Internal limiting membrane peeling

The necessity for ILM peeling remains controversial in myopic foveoschisis, and one group reported a high success rate even without this procedure.54 However, the ILM is separated from the other retinal layers on OCT images in most eyes,28 suggesting that rigidity of the ILM plays a major role in this pathology. This fact warrants the necessity of ILM peeling for myopic foveoschisis at least in selected cases.

ILM peeling also can enhance macular hole closure and remove any traction on the retina in myopic macular holes with a retinal detachment,55 and this raises the initial success rate.51,56 Indocyanine green was used to stain the ILM in the initial case series; however, it remains in the eye for longer than 6 months postoperatively.57 Brilliant Blue G can selectively stain the ILM and is less toxic.58 This might be a useful option.

Tamponade

In cases of macular holes with or without a retinal detachment, gas tamponade must be performed at the end of surgery. Long-acting gas tamponade (i.e., perfluoropropane) must be used because it has a higher anatomic success rate.59 Because there is no coagulation maneuver around the macula, it is critical to support the retina for a long time to recover the integrity between the RPE and photoreceptors in atrophic eyes. Silicone oil tamponade is also an effective option.60 The use of heavy silicone oil is reportedly effective as well.61

Macular buckling

In cases of recurrent retinal detachments, placing a buckle can be considered to fix the dimensional abnormality of the posterior staphyloma. Direct macular buckling was attempted in the initial cases; however, the modified silver clip62 method seems to be commonly used. The superotemporal conjunctiva is cut down and a mattress suture placed to fixate the top of the buckle. The indented part is on the other side. The arm is adjusted to fit the scleral curve so that the tip of the buckle reaches the macula.

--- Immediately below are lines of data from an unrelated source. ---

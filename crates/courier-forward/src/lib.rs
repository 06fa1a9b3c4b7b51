// SPDX-FileCopyrightText: 2026 Courier Contributors
// SPDX-License-Identifier: MIT OR Apache-2.0

//! Event-driven forwarding rule engine for the Courier forwarding daemon.
//!
//! Rules map one source conversation (plus an optional keyword filter) to
//! an ordered set of destinations, owned by one pooled account. The engine
//! activates rules by subscribing to their source through the account's
//! live handle and fans new messages out with per-destination failure
//! isolation. See [`engine::ForwardingEngine`].

pub mod engine;
pub mod error;
pub mod session;

pub use engine::{CreateRule, ForwardingEngine};
pub use error::ForwardError;
pub use session::SessionKey;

Macular buckling reportedly has a higher success rate for retinal reattachment than vitrectomy,52 likely because of the change in the vector force. Tangential traction generates the inward vector force in the posterior staphyloma, which is concave in shape. Macular buckling changes the macular area to a convex shape, and the vector force changes in direction to reattach the retina. Therefore, macular buckling is supposed to provide stronger contact between the neural retina and the RPE.

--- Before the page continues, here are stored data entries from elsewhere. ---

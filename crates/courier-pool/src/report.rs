// SPDX-FileCopyrightText: 2026 Courier Contributors
// SPDX-License-Identifier: MIT OR Apache-2.0

//! Aggregate pool status for the presentation layer.

use std::collections::BTreeMap;

use courier_core::AccountStatus;
use serde::Serialize;

/// Per-account line of the status report.
#[derive(Debug, Clone, Serialize)]
pub struct AccountStatusEntry {
    pub phone: String,
    pub username: Option<String>,
    pub user_id: Option<i64>,
    pub status: AccountStatus,
    pub connected: bool,
    pub daily_count: i64,
    pub remaining: i64,
    pub error_count: i64,
    pub last_error: Option<String>,
    pub last_activity: Option<String>,
}

/// Aggregate report over all managed accounts.
#[derive(Debug, Clone, Serialize)]
pub struct PoolStatusReport {
    pub generated_at: String,
    pub total_accounts: usize,
    /// Counts keyed by the status wire string.
    pub by_status: BTreeMap<String, usize>,
    pub daily_limit: i64,
    pub total_used_today: i64,
    pub total_remaining: i64,
    /// Share of today's total capacity already used, 0-100.
    pub capacity_used_percent: u8,
    pub accounts: Vec<AccountStatusEntry>,
}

However, metamorphopsia and disruption of the choroidal circulation with protrusion of the posterior pole are the major concerns after macular buckling surgery. This maneuver is associated with a learning curve for placing the tip at the macula because it is a blinded procedure.

The authors normally perform vitrectomy as the first-line treatment for macular holes and retinal detachments and attempt to remove all tractional force from the vitreous cortex, ERMs, and ILMs and long-acting gas or silicone tamponade. This technique is associated with a success rate of approximately 70–90%. However, if the retina detaches again because of macular hole reopening, macular buckling is performed, since another vitrectomy would not work well. Thus, the authors regard this procedure as rescue surgery for redetachment cases.

Postoperative complications

Opening of a macular hole occurs in less than 5% of patients who undergo vitrectomy for myopic foveoschisis.45,48,54 Cases in which ILM peeling was performed in the presence of an extremely thin, stretched fovea are at risk of developing this complication. Attention must be paid to detecting any small macular holes before vitrectomy, because the holes are normally stretched and enlarged postoperatively. Simply using a long-acting gas injection is not well accepted for postoperative macular holes, because this complication results from a shortage of retinal redundancy. Reoperation and removing any residual traction might be useful.63

Recurrence of a retinal detachment is a major postoperative complication after vitrectomy performed to treat a macular hole with a retinal detachment. Removing residual vitreous cortex and ERMs is critical during a reoperation. However, it is sometimes difficult to identify the apparent cause of a redetachment. In those cases, persistent traction, such as microvascular traction, is responsible. Macular buckling is essential in those cases.